* How to complete this task:
Below is a listing. Quote from it, exactly, the lines from the one containing "impl FormatTime for" down to the one containing "layer, or a", both ends included, and nothing else.

(Study material)

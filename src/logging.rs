//! Log subscriber setup shared by the server and client binaries.

use chrono::Local;
use tracing_subscriber::fmt::format::Writer;
use tracing_subscriber::fmt::time::FormatTime;
use tracing_subscriber::EnvFilter;

/// Local wall-clock time with millisecond precision, e.g. `2024-05-01 13:37:00.042`
#[derive(Debug, Clone, Copy, Default)]
pub struct LocalMillis;

impl FormatTime for LocalMillis {
    fn format_time(&self, w: &mut Writer<'_>) -> std::fmt::Result {
        write!(w, "{}", Local::now().format("%Y-%m-%d %H:%M:%S%.3f"))
    }
}

/// Install the global subscriber. `RUST_LOG` overrides `level`.
pub fn init(level: &str) {
    let filter = EnvFilter::try_from_default_env().unwrap_or_else(|_| EnvFilter::new(level));

    tracing_subscriber::fmt()
        .with_env_filter(filter)
        .with_target(false)
        .with_timer(LocalMillis)
        .init();
}
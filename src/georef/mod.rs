//! Geodetic reference resolution for raster georeferencing metadata.
//!
//! The entry point is [`GeoModelResolver`], which turns a raster's
//! declared model type, coordinate-system code, tie points and pixel
//! scale into a [`GeoBounds`] for the tiling layer, or a
//! [`GeoModel::Unsupported`] diagnostic for combinations the engine
//! does not georeference.

mod error;
mod model;
mod resolver;

pub use error::GeoRefError;
pub use model::{GeoBounds, GeoModel, ModelType, RasterDimensions};
pub use resolver::{GeoModelResolver, ModelHandler, RasterGeoref, WGS84_GEOGRAPHIC_CODE};
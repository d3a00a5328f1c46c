//! Geodetic model resolution.
//!
//! Converts raw raster georeferencing metadata (model type, coordinate
//! system code, tie points, pixel scale) into a geographic bounding box,
//! or a structured [`GeoModel::Unsupported`] outcome for combinations
//! the engine does not handle.

use std::collections::HashMap;
use std::sync::Arc;

use tracing::debug;

use super::error::GeoRefError;
use super::model::{GeoBounds, GeoModel, ModelType, RasterDimensions};
use crate::keymap::{categories, KeyRegistry};

/// EPSG code of the WGS-84 geographic coordinate system.
pub const WGS84_GEOGRAPHIC_CODE: i32 = 4326;

/// Minimum tie-point array length (pixel x/y/z + geo x/y/z).
const TIE_POINT_LEN: usize = 6;

/// Minimum pixel-scale array length (x/y/z scale).
const PIXEL_SCALE_LEN: usize = 3;

/// Validated georeferencing inputs handed to a model handler.
#[derive(Debug, Clone, Copy)]
pub struct RasterGeoref<'a> {
    /// Raw model-type integer.
    pub model_type: u32,
    /// Coordinate-system code.
    pub code: i32,
    /// Tie points: pixel-x, pixel-y, pixel-z, geo-x (lon), geo-y (lat),
    /// geo-z. At least six values.
    pub tie_points: &'a [f64],
    /// Per-axis ground distance of one pixel. At least three values.
    pub pixel_scale: &'a [f64],
    /// Image width in pixels.
    pub width: u32,
    /// Image height in pixels.
    pub height: u32,
}

/// Handler computing a [`GeoModel`] for one (model type, code) pair.
pub type ModelHandler = fn(&RasterGeoref<'_>) -> GeoModel;

/// Resolves raster georeferencing metadata against a key registry.
///
/// Dispatch is a `(model type, code) → handler` table rather than
/// branching, so supporting a new coordinate system is one
/// [`register_handler`] call. Out of the box the WGS-84 geographic code
/// is handled for geographic and geocentric rasters; projected rasters
/// are always reported as unsupported diagnostics in the current
/// feature set.
///
/// [`register_handler`]: GeoModelResolver::register_handler
pub struct GeoModelResolver {
    registry: Arc<KeyRegistry>,
    handlers: HashMap<(ModelType, i32), ModelHandler>,
}

impl GeoModelResolver {
    /// Create a resolver with the default WGS-84 handler set.
    pub fn new(registry: Arc<KeyRegistry>) -> Self {
        let mut handlers: HashMap<(ModelType, i32), ModelHandler> = HashMap::new();
        handlers.insert((ModelType::Geographic, WGS84_GEOGRAPHIC_CODE), wgs84_bounds);
        handlers.insert((ModelType::Geocentric, WGS84_GEOGRAPHIC_CODE), wgs84_bounds);
        Self { registry, handlers }
    }

    /// Register (or replace) the handler for a (model type, code) pair.
    pub fn register_handler(&mut self, model_type: ModelType, code: i32, handler: ModelHandler) {
        self.handlers.insert((model_type, code), handler);
    }

    /// Resolve raster metadata to a geographic model.
    ///
    /// Unrecognized but well-formed model/code combinations come back as
    /// [`GeoModel::Unsupported`], a reportable outcome, never an error.
    ///
    /// # Errors
    ///
    /// [`GeoRefError::InvalidGeoreferencing`] when the tie-point array
    /// has fewer than six values or the pixel-scale array fewer than
    /// three. This is the only hard failure.
    pub fn resolve(
        &self,
        model_type: u32,
        code: i32,
        tie_points: &[f64],
        pixel_scale: &[f64],
        width: u32,
        height: u32,
    ) -> Result<GeoModel, GeoRefError> {
        if tie_points.len() < TIE_POINT_LEN {
            return Err(GeoRefError::InvalidGeoreferencing {
                reason: format!(
                    "tie point array has {} values, need at least {}",
                    tie_points.len(),
                    TIE_POINT_LEN
                ),
            });
        }
        if pixel_scale.len() < PIXEL_SCALE_LEN {
            return Err(GeoRefError::InvalidGeoreferencing {
                reason: format!(
                    "pixel scale array has {} values, need at least {}",
                    pixel_scale.len(),
                    PIXEL_SCALE_LEN
                ),
            });
        }

        let georef = RasterGeoref {
            model_type,
            code,
            tie_points,
            pixel_scale,
            width,
            height,
        };

        let Some(kind) = ModelType::from_code(model_type) else {
            // Unknown model type: no code lookup is attempted
            let message = format!("Unsupported coordinate model type {}", model_type);
            debug!(model_type, code, "unsupported raster model");
            return Ok(GeoModel::Unsupported {
                model_type,
                code,
                message,
            });
        };

        if let Some(handler) = self.handlers.get(&(kind, code)) {
            return Ok(handler(&georef));
        }

        let message = self.unsupported_message(kind, code);
        debug!(model_type, code, %message, "unsupported raster model");
        Ok(GeoModel::Unsupported {
            model_type,
            code,
            message,
        })
    }

    /// Resolve using an external raster decoder for the pixel
    /// dimensions.
    ///
    /// # Errors
    ///
    /// Same as [`GeoModelResolver::resolve`].
    pub fn resolve_with(
        &self,
        model_type: u32,
        code: i32,
        tie_points: &[f64],
        pixel_scale: &[f64],
        raster: &dyn RasterDimensions,
    ) -> Result<GeoModel, GeoRefError> {
        let (width, height) = raster.dimensions();
        self.resolve(model_type, code, tie_points, pixel_scale, width, height)
    }

    /// Diagnostic naming the unhandled code and, when the registry knows
    /// it, its symbolic key.
    fn unsupported_message(&self, kind: ModelType, code: i32) -> String {
        let category = match kind {
            ModelType::Projected => categories::PROJECTED_CS,
            ModelType::Geographic | ModelType::Geocentric => categories::GEOGRAPHIC_CS,
        };
        match self.registry.key_of(category, code) {
            Some(key) => format!("Unsupported {} coordinate system {} ({})", kind, code, key),
            None => format!("Unsupported {} coordinate system {}", kind, code),
        }
    }
}

/// Bounding box for a WGS-84 raster with a single tie point and
/// axis-aligned uniform pixel scale.
///
/// Rotation/skew terms are not supported: metadata carrying them
/// produces a geometrically wrong but accepted result. That limitation
/// is inherited from the reference behavior and left as-is.
fn wgs84_bounds(georef: &RasterGeoref<'_>) -> GeoModel {
    let t = georef.tie_points;
    let s = georef.pixel_scale;

    let north = t[4] + t[1] * s[1];
    let west = t[3] - t[0] * s[0];
    let south = t[4] - f64::from(georef.height) * s[1];
    let east = t[3] + f64::from(georef.width) * s[0];

    GeoModel::Georeferenced {
        bounds: GeoBounds::new(north, west, south, east),
        width: georef.width,
        height: georef.height,
    }
}
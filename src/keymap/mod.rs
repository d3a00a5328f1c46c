//! Symbolic key ↔ integer code tables for coordinate reference systems.
//!
//! A [`KeyMap`] is a two-way lookup table for one CRS key category
//! (datums, ellipsoids, geographic coordinate systems, ...), loaded from
//! a flat key=value resource. Values may alias another key in the same
//! table by starting with `$`; aliasing is exactly one level deep.
//!
//! [`KeyRegistry`] collects named key maps and is the single point of
//! truth for resolving GeoTIFF/EPSG key codes throughout the engine.

pub mod registry;
pub mod resources;

pub use registry::{categories, KeyRegistry};

use std::collections::HashMap;
use std::path::Path;

use ini::Ini;
use thiserror::Error;

/// Marker prefix for alias values (`WGS_84=$GCS_WGS_84`).
pub const ALIAS_MARKER: char = '$';

/// Errors raised while loading or interrogating key maps.
#[derive(Debug, Error)]
pub enum KeyMapError {
    /// The named resource cannot be located.
    #[error("Key map resource not found: {0}")]
    ResourceMissing(String),

    /// The resource text is not valid key=value data.
    #[error("Malformed key map resource: {0}")]
    Parse(#[from] ini::ParseError),

    /// A resolved value that should be an integer code is not parseable.
    #[error("Value for key '{key}' is not an integer code: '{value}'")]
    MalformedCode { key: String, value: String },
}

/// Two-way symbolic-name ↔ integer-code table for one CRS key category.
///
/// The forward map holds the resource entries verbatim. The inverse map
/// (value → key) is derived once at load time from direct (non-alias)
/// entries only, first-seen value wins, and is never mutated afterward.
#[derive(Debug, Clone)]
pub struct KeyMap {
    entries: HashMap<String, String>,
    inverse: HashMap<String, String>,
}

impl KeyMap {
    /// Load a key map from a bundled resource by logical path.
    ///
    /// # Errors
    ///
    /// [`KeyMapError::ResourceMissing`] if no bundled resource exists at
    /// `logical_path`; [`KeyMapError::Parse`] if the resource text is
    /// malformed.
    pub fn load(logical_path: &str) -> Result<Self, KeyMapError> {
        let text = resources::lookup(logical_path)
            .ok_or_else(|| KeyMapError::ResourceMissing(logical_path.to_string()))?;
        Self::from_str_source(text)
    }

    /// Load a key map from a file on disk.
    ///
    /// File-system variant of [`KeyMap::load`] for user-supplied tables.
    /// An unreadable path fails closed with
    /// [`KeyMapError::ResourceMissing`].
    pub fn load_from_file(path: &Path) -> Result<Self, KeyMapError> {
        let text = std::fs::read_to_string(path)
            .map_err(|_| KeyMapError::ResourceMissing(path.display().to_string()))?;
        Self::from_str_source(&text)
    }

    /// Parse a key map from flat key=value text.
    pub fn from_str_source(text: &str) -> Result<Self, KeyMapError> {
        let ini = Ini::load_from_str(text)?;

        let mut entries = HashMap::new();
        let mut inverse = HashMap::new();

        // rust-ini preserves source order, which the first-seen-wins
        // inverse rule depends on
        if let Some(props) = ini.section(None::<String>) {
            for (key, value) in props.iter() {
                entries.insert(key.to_string(), value.to_string());
                if !value.starts_with(ALIAS_MARKER) {
                    inverse
                        .entry(value.to_string())
                        .or_insert_with(|| key.to_string());
                }
            }
        }

        Ok(Self { entries, inverse })
    }

    /// Get the raw stored value for `key`, without alias resolution.
    pub fn get(&self, key: &str) -> Option<&str> {
        self.entries.get(key).map(String::as_str)
    }

    /// Get the value for `key`, following at most one level of aliasing.
    ///
    /// A value starting with `$` is replaced by one more lookup on the
    /// remainder; a second-level alias is returned unresolved, and an
    /// alias pointing at a missing key resolves to `None`.
    pub fn resolve(&self, key: &str) -> Option<&str> {
        let raw = self.entries.get(key)?;
        match raw.strip_prefix(ALIAS_MARKER) {
            Some(target) => self.entries.get(target).map(String::as_str),
            None => Some(raw.as_str()),
        }
    }

    /// Get the integer code for `key`, or -1 when the key is absent.
    ///
    /// # Errors
    ///
    /// [`KeyMapError::MalformedCode`] when the resolved value does not
    /// parse as an integer. Never coerced silently.
    pub fn code_of(&self, key: &str) -> Result<i32, KeyMapError> {
        match self.resolve(key) {
            None => Ok(-1),
            Some(value) => {
                value
                    .trim()
                    .parse::<i32>()
                    .map_err(|_| KeyMapError::MalformedCode {
                        key: key.to_string(),
                        value: value.to_string(),
                    })
            }
        }
    }

    /// Get the symbolic key for an integer code.
    ///
    /// Looks up the inverse table by the code's canonical decimal form;
    /// only direct (non-alias) entries participate.
    pub fn key_of(&self, code: i32) -> Option<&str> {
        self.inverse.get(&code.to_string()).map(String::as_str)
    }

    /// Number of entries in the forward table (aliases included).
    pub fn len(&self) -> usize {
        self.entries.len()
    }

    /// Whether the forward table is empty.
    pub fn is_empty(&self) -> bool {
        self.entries.is_empty()
    }
}
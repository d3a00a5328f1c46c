//! Error type for georeferencing resolution.

use thiserror::Error;

/// Errors raised by [`GeoModelResolver::resolve`].
///
/// Recognized-but-unhandled model/code combinations are NOT errors; they
/// come back as [`GeoModel::Unsupported`] data. The only hard failure is
/// structurally invalid metadata.
///
/// [`GeoModelResolver::resolve`]: super::GeoModelResolver::resolve
/// [`GeoModel::Unsupported`]: super::GeoModel::Unsupported
#[derive(Debug, Clone, PartialEq, Eq, Error)]
pub enum GeoRefError {
    /// Tie-point or pixel-scale array malformed; fatal to this single
    /// resolution call.
    #[error("Invalid georeferencing: {reason}")]
    InvalidGeoreferencing {
        /// What is wrong with the metadata arrays.
        reason: String,
    },
}
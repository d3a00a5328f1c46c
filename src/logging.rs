//! Logging setup for host applications.
//!
//! The library logs through `tracing` macros and never installs a
//! subscriber on its own. Hosts that want the engine's structured output
//! (key map registration, unsupported-model diagnostics) call
//! [`init_logging`] once at startup, or install their own subscriber.

use std::fs;
use std::io;
use std::path::Path;

use tracing_appender::non_blocking::WorkerGuard;
use tracing_subscriber::layer::SubscriberExt;
use tracing_subscriber::util::SubscriberInitExt;
use tracing_subscriber::EnvFilter;

/// Keeps the background log writer alive.
///
/// Dropping the guard flushes and closes the log file.
pub struct LoggingGuard {
    _file_guard: WorkerGuard,
}

/// Install a global `tracing` subscriber writing to both a log file and
/// stdout.
///
/// The log directory is created if needed and the previous session's
/// file is truncated. Verbosity follows `RUST_LOG`, defaulting to
/// `info`.
///
/// # Errors
///
/// I/O errors creating the log directory or truncating the log file.
pub fn init_logging(log_dir: &Path, log_file: &str) -> Result<LoggingGuard, io::Error> {
    fs::create_dir_all(log_dir)?;
    fs::write(log_dir.join(log_file), "")?;

    let appender = tracing_appender::rolling::never(log_dir, log_file);
    let (file_writer, file_guard) = tracing_appender::non_blocking(appender);

    let file_layer = tracing_subscriber::fmt::layer()
        .with_writer(file_writer)
        .with_ansi(false);

    let stdout_layer = tracing_subscriber::fmt::layer().with_writer(io::stdout);

    let env_filter = EnvFilter::try_from_default_env().unwrap_or_else(|_| EnvFilter::new("info"));

    tracing_subscriber::registry()
        .with(env_filter)
        .with(file_layer)
        .with(stdout_layer)
        .init();

    Ok(LoggingGuard {
        _file_guard: file_guard,
    })
}

/// Default log file name.
pub fn default_log_file() -> &'static str {
    "geolayer.log"
}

(End Study material)

* Solution below:
impl FormatTime for LocalMillis {
    fn format_time(&self, w: &mut Writer<'_>) -> std::fmt::Result {
        write!(w, "{}", Local::now().format("%Y-%m-%d %H:%M:%S%.3f"))
    }
}

/// Install the global subscriber. `RUST_LOG` overrides `level`.
pub fn init(level: &str) {
    let filter = EnvFilter::try_from_default_env().unwrap_or_else(|_| EnvFilter::new(level));

    tracing_subscriber::fmt()
        .with_env_filter(filter)
        .with_target(false)
        .with_timer(LocalMillis)
        .init();
}
filename src/georef/mod.rs
//! Geodetic reference resolution for raster georeferencing metadata.
//!
//! The entry point is [`GeoModelResolver`], which turns a raster's
//! declared model type, coordinate-system code, tie points and pixel
//! scale into a [`GeoBounds`] for the tiling layer, or a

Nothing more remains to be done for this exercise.